I think saying that a game story doesn't work because you can always reload and try again or try something different is like saying a story in a book doesn't work because you can always stop reading and never see the end. That doesn't really make sense to me. The narrative in a book isn't any less a story because you don't bother to read the whole thing.
The issue is that game stories have quite a different dynamic to traditional stories. Lajos Egri, in his book The Art of Dramatic Writing, distils our ideas about theme, meaning and the moral of the story into one idea that he calls the 'premise'. Basically the premise (in Egri's terminology; not whatever else we might mean by the term 'premise') is a statement that the story is a process of demonstrating or proving. I spent a lot of time about a year ago sweating about how that applies to an interactive situation that might or might not demonstrate this statement. In the end, I realised that it doesn't. To me, the 'premise' of a game is not a statement, but a question, and the process of playing the game is a dialectic process by which the player can answer that question. It's true a lot of (all?) games don't capitalise on that, but I think not many people have even realised it yet.

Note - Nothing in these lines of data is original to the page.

//! Course rosters
//!
//! A course ties a student roster to the rubrics its assignments are
//! graded with. Score cards reference both sides by id, so the course
//! document itself stays small: names here are display snapshots, the
//! rubric documents remain the source of truth.

use chrono::{DateTime, Utc};
use serde::{Deserialize, Serialize};

use crate::id::fresh_id;

/// An id with a display name, for cross-document references
#[derive(Debug, Clone, PartialEq, Eq, Serialize, Deserialize)]
pub struct IdName {
    pub id: String,
    pub name: String,
}

impl IdName {
    pub fn new(id: impl Into<String>, name: impl Into<String>) -> Self {
        IdName {
            id: id.into(),
            name: name.into(),
        }
    }
}

/// One enrolled student
#[derive(Debug, Clone, PartialEq, Eq, Serialize, Deserialize)]
#[serde(rename_all = "camelCase")]
pub struct Student {
    pub id: String,
    pub name: String,
    /// Submission repos are matched on this when present
    #[serde(default, skip_serializing_if = "Option::is_none")]
    pub github_username: Option<String>,
}

impl Student {
    pub fn new(name: impl Into<String>) -> Self {
        Student {
            id: fresh_id(),
            name: name.into(),
            github_username: None,
        }
    }

    #[must_use]
    pub fn with_github_username(mut self, username: impl Into<String>) -> Self {
        self.github_username = Some(username.into());
        self
    }
}

/// A course: roster plus assigned rubrics
#[derive(Debug, Clone, PartialEq, Serialize, Deserialize)]
#[serde(rename_all = "camelCase")]
pub struct Course {
    pub id: String,
    pub name: String,
    #[serde(default)]
    pub students: Vec<Student>,
    #[serde(default)]
    pub rubrics: Vec<IdName>,
    #[serde(default, skip_serializing_if = "Option::is_none")]
    pub created_at: Option<DateTime<Utc>>,
}

impl Course {
    pub fn new(name: impl Into<String>) -> Self {
        Course {
            id: fresh_id(),
            name: name.into(),
            students: Vec::new(),
            rubrics: Vec::new(),
            created_at: Some(Utc::now()),
        }
    }

    /// Add a student to the roster
    pub fn enroll(&mut self, student: Student) {
        self.students.push(student);
    }

    /// Record a rubric as used by this course's assignments
    ///
    /// Re-assigning an already-assigned rubric refreshes the name
    /// snapshot instead of duplicating the entry.
    pub fn assign_rubric(&mut self, id: impl Into<String>, name: impl Into<String>) {
        let id = id.into();
        let name = name.into();
        match self.rubrics.iter_mut().find(|r| r.id == id) {
            Some(existing) => existing.name = name,
            None => self.rubrics.push(IdName::new(id, name)),
        }
    }

    pub fn find_student(&self, student_id: &str) -> Option<&Student> {
        self.students.iter().find(|s| s.id == student_id)
    }

    pub fn find_rubric(&self, rubric_id: &str) -> Option<&IdName> {
        self.rubrics.iter().find(|r| r.id == rubric_id)
    }
}

#[cfg(test)]
mod tests {
    use super::*;

    #[test]
    fn test_enroll_and_find() {
        let mut course = Course::new("Systems Programming");
        let student = Student::new("Ada Lovelace").with_github_username("ada");
        let student_id = student.id.clone();
        course.enroll(student);

        let found = course.find_student(&student_id).unwrap();
        assert_eq!(found.name, "Ada Lovelace");
        assert_eq!(found.github_username.as_deref(), Some("ada"));
        assert!(course.find_student("missing").is_none());
    }

    #[test]
    fn test_assign_rubric_deduplicates() {
        let mut course = Course::new("Systems Programming");
        course.assign_rubric("ty-r1", "Homework 1");
        course.assign_rubric("ty-r2", "Homework 2");
        course.assign_rubric("ty-r1", "Homework 1 (revised)");

        assert_eq!(course.rubrics.len(), 2);
        assert_eq!(
            course.find_rubric("ty-r1").unwrap().name,
            "Homework 1 (revised)"
        );
    }

    #[test]
    fn test_serializes_camel_case() {
        let student = Student::new("Grace").with_github_username("ghopper");
        let json = serde_json::to_value(&student).unwrap();
        assert_eq!(json["githubUsername"], "ghopper");

        let bare = serde_json::to_value(Student::new("Linus")).unwrap();
        assert!(bare.get("githubUsername").is_none());
    }
}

But in that sense, exploration of the story themes and those glimpses of alternative outcomes that are not part of the final actualised narrative (e.g. when you die, which isn't part of the 'real' story, rather than rescuing the princess, which is) are essential for contextualising and giving meaning to the path through the story.
So the problem is that we judge game stories on the level of traditional stories, and we assume that anything that is not 'saved' into narrative memory (e.g. by reloading) is not part of the 'real' story. That makes sense in that that's what game stories by and large try to be, but we need to get away from that if game stories are to be what they should be.